Like all athletes, boxers tend to be reluctant to stop doing something that they are, or were, so good at, even though the price they pay for not stopping can be extraordinarily high. And not all boxers feel they can afford to quit. Pacquiao is known for his generosity—he once estimated that he had spent half of his earnings on providing homes, medical care, and scholarships for poor people in his home country, the Philippines. Pacquiao has reportedly struggled, too, with tax liabilities. Unlike many aging fighters, Pacquiao has already begun a prominent second act: he is a senator in the Philippines, and an ally of President Rodrigo Duterte, who has also said he would like Pacquiao to retire. But Pacquiao doesn’t seem interested, and he says that he would be willing to fight Errol Spence, who is widely regarded as the world’s best welterweight; that fight would likely be even more dangerous for him than this one.
Boxers often get annoyed when fans beg them to stop.

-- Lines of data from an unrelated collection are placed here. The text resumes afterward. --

//! Creating variables that rules configure but the granule lacks.

use std::collections::{BTreeMap, BTreeSet};

use netcdf_tree::{path, AttributeValue, DataType, Tree};
use tracing::debug;

use crate::attributes::{apply_edits, lookup, ScratchAttributes};
use crate::config::{temporary, AttributeEdit};
use crate::error::{AnnotatorError, Result};

/// How a missing exact path should be handled.
#[derive(Debug, Clone, PartialEq, Eq)]
pub enum MissingVariable {
    /// Names a dimension used in its parent group.
    Dimension { dimension: String, len: usize },
    /// Referenced by another variable's reference attribute.
    Referenced,
    /// Neither; never created.
    Unreferenced,
}

/// Classify a missing path against the current tree and references.
pub fn classify_missing(
    tree: &Tree,
    variable_path: &str,
    references: &BTreeSet<String>,
) -> MissingVariable {
    let (group, name) = path::split(variable_path);

    if tree.is_group(group) && !name.is_empty() {
        let declared_here = tree
            .declared_dimensions(group)
            .is_some_and(|dims| dims.contains_key(name));
        let used_here = tree.group_dimension_names(group).iter().any(|d| d == name);

        if declared_here || used_here {
            if let Some(len) = tree.dimension_len(group, name) {
                return MissingVariable::Dimension {
                    dimension: name.to_string(),
                    len,
                };
            }
        }
    }

    if references.contains(variable_path) {
        MissingVariable::Referenced
    } else {
        MissingVariable::Unreferenced
    }
}

/// Create an attribute-only variable and apply its edits.
pub fn create_variable(
    tree: &mut Tree,
    variable_path: &str,
    edits: &BTreeMap<String, AttributeEdit>,
    scratch: &mut ScratchAttributes,
) -> Result<()> {
    tree.add_variable(variable_path, &[], DataType::Char, Vec::new())?;
    if let Some(node) = tree.node_mut(variable_path) {
        apply_edits(node, variable_path, edits, scratch);
    }
    debug!(variable = variable_path, "Created referenced variable");
    Ok(())
}

/// Create a 1-D dimension variable and apply its edits.
///
/// Values are the placeholder index scale `0..len`, stored in the type named
/// by `_*dimension_value_dtype` or `float64`.
pub fn create_dimension_variable(
    tree: &mut Tree,
    variable_path: &str,
    dimension: &str,
    len: usize,
    edits: &BTreeMap<String, AttributeEdit>,
    scratch: &mut ScratchAttributes,
) -> Result<()> {
    tree.add_variable(variable_path, &[dimension], DataType::Float64, Vec::new())?;
    if let Some(node) = tree.node_mut(variable_path) {
        apply_edits(node, variable_path, edits, scratch);
    }

    let dtype = configured_dtype(tree, scratch, variable_path)?.unwrap_or(DataType::Float64);
    let values = (0..len).map(|index| dtype.coerce(index as f64)).collect();
    tree.set_variable_values(variable_path, dtype, values)?;

    debug!(
        variable = variable_path,
        dimension,
        len,
        dtype = %dtype,
        "Created dimension variable"
    );
    Ok(())
}

/// Dtype configured by `_*dimension_value_dtype`, if any.
pub fn configured_dtype(
    tree: &Tree,
    scratch: &ScratchAttributes,
    variable_path: &str,
) -> Result<Option<DataType>> {
    let Some(value) = lookup(tree, scratch, variable_path, temporary::DIMENSION_VALUE_DTYPE)
    else {
        return Ok(None);
    };

    value
        .as_str()
        .and_then(DataType::from_name)
        .filter(DataType::is_numeric)
        .map(Some)
        .ok_or_else(|| invalid_dtype(variable_path, value))
}

fn invalid_dtype(variable_path: &str, value: &AttributeValue) -> AnnotatorError {
    AnnotatorError::InvalidDimensionAttribute {
        path: variable_path.to_string(),
        attribute: temporary::DIMENSION_VALUE_DTYPE.to_string(),
        value: value.to_string(),
    }
}

#[cfg(test)]
mod tests {
    use super::*;
    use netcdf_tree::AttributeStore;
    use test_utils::index_reference_granule;

    fn edits(entries: &[(&str, &str)]) -> BTreeMap<String, AttributeEdit> {
        entries
            .iter()
            .map(|(name, value)| {
                (
                    name.to_string(),
                    AttributeEdit::Set(AttributeValue::from(*value)),
                )
            })
            .collect()
    }

    #[test]
    fn test_classify_missing() {
        let tree = index_reference_granule();
        let references: BTreeSet<String> = ["/crs".to_string()].into_iter().collect();

        assert_eq!(
            classify_missing(&tree, "/x", &references),
            MissingVariable::Dimension {
                dimension: "x".to_string(),
                len: 3
            }
        );
        assert_eq!(classify_missing(&tree, "/crs", &references), MissingVariable::Referenced);
        assert_eq!(
            classify_missing(&tree, "/typo_variable", &references),
            MissingVariable::Unreferenced
        );
        assert_eq!(
            classify_missing(&tree, "/no_group/x", &references),
            MissingVariable::Unreferenced
        );
    }

    #[test]
    fn test_create_variable_is_attribute_only() {
        let mut tree = Tree::new();
        let mut scratch = ScratchAttributes::default();

        create_variable(
            &mut tree,
            "/crs",
            &edits(&[
                ("grid_mapping_name", "lambert_azimuthal_equal_area"),
                (temporary::GEOTRANSFORM, "ignored here"),
            ]),
            &mut scratch,
        )
        .unwrap();

        let node = tree.node("/crs").unwrap();
        let data = node.as_variable().unwrap();
        assert_eq!(data.rank(), 0);
        assert!(data.values.is_empty());
        assert!(node.has_attribute("grid_mapping_name"));
        assert!(!node.has_attribute(temporary::GEOTRANSFORM));
        assert!(scratch.get("/crs", temporary::GEOTRANSFORM).is_some());
    }

    #[test]
    fn test_create_dimension_variable_uses_configured_dtype() {
        let mut tree = index_reference_granule();
        let mut scratch = ScratchAttributes::default();

        create_dimension_variable(
            &mut tree,
            "/y",
            "y",
            3,
            &edits(&[
                ("units", "m"),
                (temporary::DIMENSION_VALUE_DTYPE, "int16"),
            ]),
            &mut scratch,
        )
        .unwrap();

        let data = tree.variable("/y").unwrap();
        assert_eq!(data.dimensions, vec!["y"]);
        assert_eq!(data.dtype, DataType::Int16);
        assert_eq!(data.values, vec![0.0, 1.0, 2.0]);
    }

    #[test]
    fn test_create_dimension_variable_defaults_to_float64() {
        let mut tree = index_reference_granule();
        let mut scratch = ScratchAttributes::default();

        create_dimension_variable(&mut tree, "/x", "x", 3, &BTreeMap::new(), &mut scratch)
            .unwrap();
        assert_eq!(tree.variable("/x").unwrap().dtype, DataType::Float64);
    }

    #[test]
    fn test_unknown_dtype_is_invalid_attribute() {
        let mut tree = index_reference_granule();
        let mut scratch = ScratchAttributes::default();

        let result = create_dimension_variable(
            &mut tree,
            "/x",
            "x",
            3,
            &edits(&[(temporary::DIMENSION_VALUE_DTYPE, "quaternion")]),
            &mut scratch,
        );
        assert!(matches!(
            result,
            Err(AnnotatorError::InvalidDimensionAttribute { ref value, .. }) if value == "quaternion"
        ));
    }
}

And they are under no obligation to listen to us, especially when some of the same people expressing those worries are also willing to watch, and pay (something like seventy-five dollars, in this case), if they choose not to retire. Pacquiao, like every fighter, must judge the risk and reward for himself, and it’s hard to say for sure how he should balance the two. What might he gain on Saturday night, besides a big fee? And what might it cost him? A decisive victory on Saturday would be a defining moment for Pacquiao’s career, and it would probably put him back on the list of the world’s greatest over-all boxers—the so-called pound-for-pound list, where he was a fixture from 2003 until 2017. But a decisive Pacquiao loss might be hard to watch, even for those backing Thurman.
No doubt many boxing fans are genuinely worried about the athletes’ health, but some of us probably harbor a more selfish concern: that we be spared, somehow, from feeling complicit in whatever suffering is caused by all that fighting. Sometimes, though, the most gripping fights occur nearer the end of a great boxer’s career—Ali, for example, slower and more broken than he used to be, staggering around the ring with Frazier and Foreman, looking beatable and sometimes winning anyway, creating a series of indelible moments and images. Nowadays, when we celebrate Ali’s legacy, we think first of those brutal encounters. Maybe Saturday’s fight will be, similarly, a late-career highlight—Pacquiao’s most dramatic performance in ages. Maybe it will provide more reason to think that Pacqiuao is a diminished boxer, one who should have retired years ago. Maybe both.